What you are asked to do: In the entries below, identify every line with the string "push" and copy it.

== Information supplied

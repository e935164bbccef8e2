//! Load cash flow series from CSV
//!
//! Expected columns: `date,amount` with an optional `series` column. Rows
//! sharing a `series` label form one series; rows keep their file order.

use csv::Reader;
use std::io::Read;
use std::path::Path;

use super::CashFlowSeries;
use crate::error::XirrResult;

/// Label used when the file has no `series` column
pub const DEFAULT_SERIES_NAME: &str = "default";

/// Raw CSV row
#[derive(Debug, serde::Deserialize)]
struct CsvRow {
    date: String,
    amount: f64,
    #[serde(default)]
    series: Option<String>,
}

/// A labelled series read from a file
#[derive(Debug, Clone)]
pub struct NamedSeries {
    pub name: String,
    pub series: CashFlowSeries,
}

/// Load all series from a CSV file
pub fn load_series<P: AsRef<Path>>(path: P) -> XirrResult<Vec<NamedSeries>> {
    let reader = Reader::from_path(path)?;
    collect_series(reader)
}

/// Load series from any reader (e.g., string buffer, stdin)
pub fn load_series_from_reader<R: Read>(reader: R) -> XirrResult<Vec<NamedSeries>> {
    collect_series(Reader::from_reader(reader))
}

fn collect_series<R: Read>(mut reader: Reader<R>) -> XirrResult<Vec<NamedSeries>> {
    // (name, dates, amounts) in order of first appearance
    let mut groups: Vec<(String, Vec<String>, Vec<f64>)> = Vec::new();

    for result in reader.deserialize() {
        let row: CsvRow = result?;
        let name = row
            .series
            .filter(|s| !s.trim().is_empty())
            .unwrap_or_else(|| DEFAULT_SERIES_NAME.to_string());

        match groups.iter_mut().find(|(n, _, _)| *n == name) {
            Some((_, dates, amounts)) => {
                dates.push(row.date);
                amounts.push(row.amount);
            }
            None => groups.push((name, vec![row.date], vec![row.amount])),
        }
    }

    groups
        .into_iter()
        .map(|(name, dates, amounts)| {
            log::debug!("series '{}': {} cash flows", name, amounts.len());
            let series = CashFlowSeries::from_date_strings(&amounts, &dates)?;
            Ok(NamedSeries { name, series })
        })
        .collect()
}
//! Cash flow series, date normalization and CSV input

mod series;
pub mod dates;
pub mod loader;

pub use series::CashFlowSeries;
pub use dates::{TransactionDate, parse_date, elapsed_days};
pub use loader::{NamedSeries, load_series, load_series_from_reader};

====

Exercise answer:
                dates.push(row.date);
                amounts.push(row.amount);
            None => groups.push((name, vec![row.date], vec![row.amount])),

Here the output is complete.